Background: An increase in body weight is considered to cause overload of the foot, which represents the interface between the body and ground. This can induce various stress and strain during walking that can predispose to overuse injuries of the lower limb. The purpose of the present study is to determine biomechanical variation of the joint angles of the lower limb such as calcaneal eversion (CE), gastrocnemius extensibility (GE), angle of toe-out (ATO), and Q-angle in overweight females. Methodology: The total of 25 overweight female subjects (body mass index [BMI] =25-29.9) were assigned as test group to determine biomechanical variation CE, GE, ATO and Q-angle. While 25 healthy female subjects (BMI = 18.5-24.9), were selected as a control group. CE and GE were measured in the prone position.

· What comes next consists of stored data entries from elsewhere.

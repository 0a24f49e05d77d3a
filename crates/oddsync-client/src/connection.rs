// Connection manager: keeps at most one push subscription live or pending,
// and retries with a fixed delay after every failure until stopped.

use std::sync::Arc;
use std::time::Duration;

use futures_util::future::BoxFuture;
use futures_util::StreamExt;
use tokio::sync::watch;
use tokio::time::Instant;
use tracing::{debug, info, warn};

use crate::transport::{PushStream, PushTransport, TransportError};

// ---------------------------------------------------------------------------
// Supporting types
// ---------------------------------------------------------------------------

#[derive(Debug, Clone, Copy, PartialEq, Eq)]
pub enum ConnectionState {
    /// Created, never started.
    Idle,
    /// An open attempt is in flight.
    Connecting,
    /// A subscription is live.
    Open,
    /// The last attempt or subscription failed; waiting out the retry delay.
    Retrying,
    /// Stopped. Nothing happens until the next `start`.
    Closed,
}

/// What the manager reports back to the engine loop.
#[derive(Debug, Clone, PartialEq, Eq)]
pub enum ConnectionEvent {
    /// A subscription was established. `resumed` is true when it ends an
    /// outage: anything pushed while we were down is gone for good.
    Opened { resumed: bool },
    /// A raw message payload from the live subscription.
    Message(String),
    /// The attempt or subscription failed; a retry is scheduled.
    Lost(TransportError),
}

type OpenAttempt = BoxFuture<'static, Result<PushStream, TransportError>>;

// ---------------------------------------------------------------------------
// ConnectionManager
// ---------------------------------------------------------------------------

pub struct ConnectionManager {
    transport: Arc<dyn PushTransport>,
    retry_delay: Duration,
    credential: Option<String>,
    state: ConnectionState,
    /// Pending open. Mutually exclusive with `stream`.
    attempt: Option<OpenAttempt>,
    stream: Option<PushStream>,
    /// The single retry timer. `None` whenever no retry is scheduled.
    retry_at: Option<Instant>,
    /// Set on entering `Retrying`, consumed by the next successful open.
    in_outage: bool,
    consecutive_failures: u32,
    connected: watch::Sender<bool>,
}

impl ConnectionManager {
    pub fn new(transport: Arc<dyn PushTransport>, retry_delay: Duration) -> Self {
        let (connected, _) = watch::channel(false);
        ConnectionManager {
            transport,
            retry_delay,
            credential: None,
            state: ConnectionState::Idle,
            attempt: None,
            stream: None,
            retry_at: None,
            in_outage: false,
            consecutive_failures: 0,
            connected,
        }
    }

    pub fn state(&self) -> ConnectionState {
        self.state
    }

    /// Subscribe to the connected/disconnected signal.
    pub fn connected(&self) -> watch::Receiver<bool> {
        self.connected.subscribe()
    }

    pub fn is_connected(&self) -> bool {
        *self.connected.borrow()
    }

    pub fn consecutive_failures(&self) -> u32 {
        self.consecutive_failures
    }

    /// Begin connecting with `credential`. Whatever was live, pending or
    /// scheduled before is torn down first, so calling this repeatedly is safe.
    pub fn start(&mut self, credential: Option<String>) {
        self.credential = credential;
        self.restart();
    }

    /// `start` again with the credential from the last `start`.
    pub fn restart(&mut self) {
        let previous = self.state;
        self.teardown();
        info!(?previous, "Opening push subscription");
        self.begin_attempt();
    }

    /// `restart`, but the next open is never reported as a resumption. For
    /// callers that already refresh everything themselves.
    pub fn restart_fresh(&mut self) {
        self.in_outage = false;
        self.restart();
    }

    /// Tear everything down and cancel any scheduled retry.
    pub fn stop(&mut self) {
        self.teardown();
        self.in_outage = false;
        self.consecutive_failures = 0;
        self.state = ConnectionState::Closed;
        info!("Push subscription stopped");
    }

    /// Drive the state machine until there is something to report.
    ///
    /// Cancel-safe: every in-flight piece (the open attempt, the stream, the
    /// retry deadline) lives on `self`, so dropping this future inside a
    /// `tokio::select!` loses nothing. Pends forever while `Idle` or `Closed`.
    pub async fn next_event(&mut self) -> ConnectionEvent {
        loop {
            match self.state {
                ConnectionState::Idle | ConnectionState::Closed => {
                    return std::future::pending().await;
                }
                ConnectionState::Retrying => {
                    let Some(deadline) = self.retry_at else {
                        self.begin_attempt();
                        continue;
                    };
                    tokio::time::sleep_until(deadline).await;
                    debug!("Retry delay elapsed");
                    self.begin_attempt();
                }
                ConnectionState::Connecting => {
                    let Some(attempt) = self.attempt.as_mut() else {
                        self.begin_attempt();
                        continue;
                    };
                    let result = attempt.await;
                    self.attempt = None;

                    match result {
                        Ok(stream) => {
                            self.stream = Some(stream);
                            self.state = ConnectionState::Open;
                            self.consecutive_failures = 0;
                            let resumed = std::mem::take(&mut self.in_outage);
                            self.set_connected(true);
                            info!(resumed, "Push subscription open");
                            return ConnectionEvent::Opened { resumed };
                        }
                        Err(err) => {
                            self.fail(&err);
                            return ConnectionEvent::Lost(err);
                        }
                    }
                }
                ConnectionState::Open => {
                    let Some(stream) = self.stream.as_mut() else {
                        self.fail(&TransportError::Closed);
                        return ConnectionEvent::Lost(TransportError::Closed);
                    };
                    let item = stream.next().await;

                    match item {
                        Some(Ok(raw)) => return ConnectionEvent::Message(raw),
                        Some(Err(err)) => {
                            self.fail(&err);
                            return ConnectionEvent::Lost(err);
                        }
                        None => {
                            self.fail(&TransportError::Closed);
                            return ConnectionEvent::Lost(TransportError::Closed);
                        }
                    }
                }
            }
        }
    }

    // -----------------------------------------------------------------------
    // Transitions
    // -----------------------------------------------------------------------

    fn begin_attempt(&mut self) {
        self.retry_at = None;
        let transport = Arc::clone(&self.transport);
        let credential = self.credential.clone();
        self.attempt = Some(Box::pin(async move {
            transport.open(credential.as_deref()).await
        }));
        self.state = ConnectionState::Connecting;
    }

    fn teardown(&mut self) {
        if self.stream.take().is_some() {
            debug!("Closed live push subscription");
        }
        if self.attempt.take().is_some() {
            debug!("Abandoned pending connection attempt");
        }
        self.retry_at = None;
        self.set_connected(false);
    }

    fn fail(&mut self, err: &TransportError) {
        self.stream = None;
        self.attempt = None;
        self.consecutive_failures = self.consecutive_failures.saturating_add(1);
        self.in_outage = true;
        self.retry_at = Some(Instant::now() + self.retry_delay);
        self.state = ConnectionState::Retrying;
        self.set_connected(false);
        warn!(
            error = %err,
            failures = self.consecutive_failures,
            retry_in_ms = self.retry_delay.as_millis() as u64,
            "Push subscription lost, retrying"
        );
    }

    fn set_connected(&self, value: bool) {
        self.connected.send_if_modified(|current| {
            if *current == value {
                false
            } else {
                *current = value;
                true
            }
        });
    }
}
// Wire models for the state the backend owns: bets, predictions with odds,
// the leaderboard, and the signed-in user's profile.

use chrono::{DateTime, Utc};
use serde::{Deserialize, Serialize};

// ---------------------------------------------------------------------------
// Bets
// ---------------------------------------------------------------------------

/// Lifecycle of a single bet. The backend spells the unresolved and refunded
/// states `placed` and `voided`; both spellings are accepted.
#[derive(Debug, Clone, Copy, PartialEq, Eq, Hash, Serialize, Deserialize)]
pub enum BetStatus {
    #[serde(rename = "pending", alias = "placed")]
    Pending,
    #[serde(rename = "won")]
    Won,
    #[serde(rename = "lost")]
    Lost,
    #[serde(rename = "void", alias = "voided")]
    Void,
}

#[derive(Debug, Clone, PartialEq, Serialize, Deserialize)]
pub struct Bet {
    pub id: String,
    #[serde(default)]
    pub created_at: String,
    #[serde(default)]
    pub user_id: String,
    #[serde(default)]
    pub prediction_id: String,
    #[serde(default)]
    pub prediction_choice_id: String,
    pub amount: i64,
    pub status: BetStatus,
    #[serde(default)]
    pub won_amount: Option<i64>,
}

impl Bet {
    /// Parsed creation time, `None` when the backend sent something that is
    /// not RFC 3339.
    pub fn created_at(&self) -> Option<DateTime<Utc>> {
        DateTime::parse_from_rfc3339(&self.created_at)
            .ok()
            .map(|t| t.with_timezone(&Utc))
    }
}

/// Bets ordered newest first. Bets with an unparseable timestamp go last,
/// keeping their relative order.
pub fn newest_first(bets: &[Bet]) -> Vec<Bet> {
    let mut sorted = bets.to_vec();
    sorted.sort_by(|a, b| match (a.created_at(), b.created_at()) {
        (Some(ta), Some(tb)) => tb.cmp(&ta),
        (Some(_), None) => std::cmp::Ordering::Less,
        (None, Some(_)) => std::cmp::Ordering::Greater,
        (None, None) => std::cmp::Ordering::Equal,
    });
    sorted
}

/// The caller's bets on one prediction.
pub fn bets_for_prediction<'a>(bets: &'a [Bet], prediction_id: &str) -> Vec<&'a Bet> {
    bets.iter()
        .filter(|b| b.prediction_id == prediction_id)
        .collect()
}

// ---------------------------------------------------------------------------
// Predictions
// ---------------------------------------------------------------------------

#[derive(Debug, Clone, Copy, PartialEq, Eq, Serialize, Deserialize)]
#[serde(rename_all = "lowercase")]
pub enum PredictionStatus {
    /// Bets can still be placed.
    Open,
    /// Betting closed, outcome not decided yet.
    Closed,
    /// Outcome decided and winners paid out.
    Decided,
    /// Invalidated; every bet refunded.
    Void,
}

#[derive(Debug, Clone, PartialEq, Serialize, Deserialize)]
pub struct PredictionChoice {
    pub id: String,
    pub name: String,
}

#[derive(Debug, Clone, PartialEq, Serialize, Deserialize)]
pub struct Prediction {
    pub id: String,
    #[serde(default)]
    pub created_at: String,
    pub name: String,
    #[serde(default)]
    pub description: String,
    pub status: PredictionStatus,
    #[serde(default)]
    pub closes_at: String,
    #[serde(default)]
    pub choices: Vec<PredictionChoice>,
    #[serde(default)]
    pub winning_choice_id: String,
    #[serde(default)]
    pub odds_visible_before_bet: bool,
}

#[derive(Debug, Clone, PartialEq, Serialize, Deserialize)]
pub struct PredictionChoiceOdds {
    pub prediction_choice_id: String,
    pub tokens_placed: i64,
    pub bets_placed: u32,
    /// Payout multiplier in basis points (100 = 1x, 250 = 2.5x). Zero when
    /// nobody has bet on this choice yet.
    pub odds_basis_points: i64,
}

impl PredictionChoiceOdds {
    /// Payout multiplier, or `None` before anyone has bet on the choice.
    pub fn multiplier(&self) -> Option<f64> {
        (self.odds_basis_points > 0).then(|| self.odds_basis_points as f64 / 100.0)
    }
}

#[derive(Debug, Clone, PartialEq, Serialize, Deserialize)]
pub struct PredictionOdds {
    pub total_tokens_placed: i64,
    pub total_bets_placed: u32,
    #[serde(default)]
    pub choices: Vec<PredictionChoiceOdds>,
}

#[derive(Debug, Clone, PartialEq, Serialize, Deserialize)]
pub struct PredictionWithOdds {
    pub prediction: Prediction,
    pub odds: PredictionOdds,
}

// ---------------------------------------------------------------------------
// Users
// ---------------------------------------------------------------------------

/// The signed-in user's own profile.
#[derive(Debug, Clone, PartialEq, Serialize, Deserialize)]
pub struct User {
    pub id: String,
    pub name: String,
    #[serde(default)]
    pub admin: bool,
    pub tokens: i64,
}

#[derive(Debug, Clone, PartialEq, Serialize, Deserialize)]
pub struct LeaderboardUser {
    pub id: String,
    pub name: String,
    pub tokens: i64,
    #[serde(default)]
    pub score: i64,
    pub rank: u32,
    #[serde(default)]
    pub achievements: Vec<String>,
}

While, Q-angle was measured in weight bearing and ATO was measured in walking position. Result: Independent Student's t-test was performed for comparing age, BMI, various angles among both normal and overweight female subjects. Significant increase in CE and ATO were found among overweight females as compared to normal females. While GE was significantly decreased among overweight female. Conclusion: Within limits of the present study, significant variation was found in CE, ATO (increase) and GE (decrease) in overweight females.

Keywords: Angle of toe-out, calcaneal eversion, gastrocnemius extensibility, overweight females, Q-angle


How to cite this article:
Popat PP, Parekh AR. Biomechanical variation of joint angles in overweight females . J Obes Metab Res 2014;1:251-4

How to cite this URL:
Popat PP, Parekh AR. Biomechanical variation of joint angles in overweight females . J Obes Metab Res [serial online] 2014 [cited 2021 Oct 16];1:251-4. Available from: https://www.jomrjournal.org/text.asp?2014/1/4/251/146807


  Introduction Top


In a normal weight individual, the major joints of the lower extremity are exposed to reaction forces of approximately three to six times body weight during locomotion (single leg stance phase). [1],[2] It may be reasonable to hypothesize that obese individuals experience greater absolute loads at these joints than individuals of normal weight. [3]

Overweight and obesity are worldwide major health problem where body weight is >20% of the ideal. Overweight leads to obesity and there are many long-term debilitating effects of obesity that may impair the quality of life. These include cardiovascular disease, diabetes mellitus and various musculoskeletal disorders. [4]

Of these musculoskeletal disorders, foot problems in obese adults are most important. This may be due to the increased stress placed on the feet through the need to bear excessive mass. [5] The quadriceps angle (Q-angle) is an important indicator of biomechanical function in the lower extremity. There is an effect of excessive pronation on Q-angle. [6] Foot problems are frequent because the interface between body and ground is subjected to high stresses and load. [7] The foot provides a stable support for the body, attenuates impact and rotational forces, provides sensory information, [8] and combines flexibility and stability for propulsion of the body. [9],[10] Such a mal-alignment is thought to place undue stress and strain on the joints, ligaments and muscles. [11]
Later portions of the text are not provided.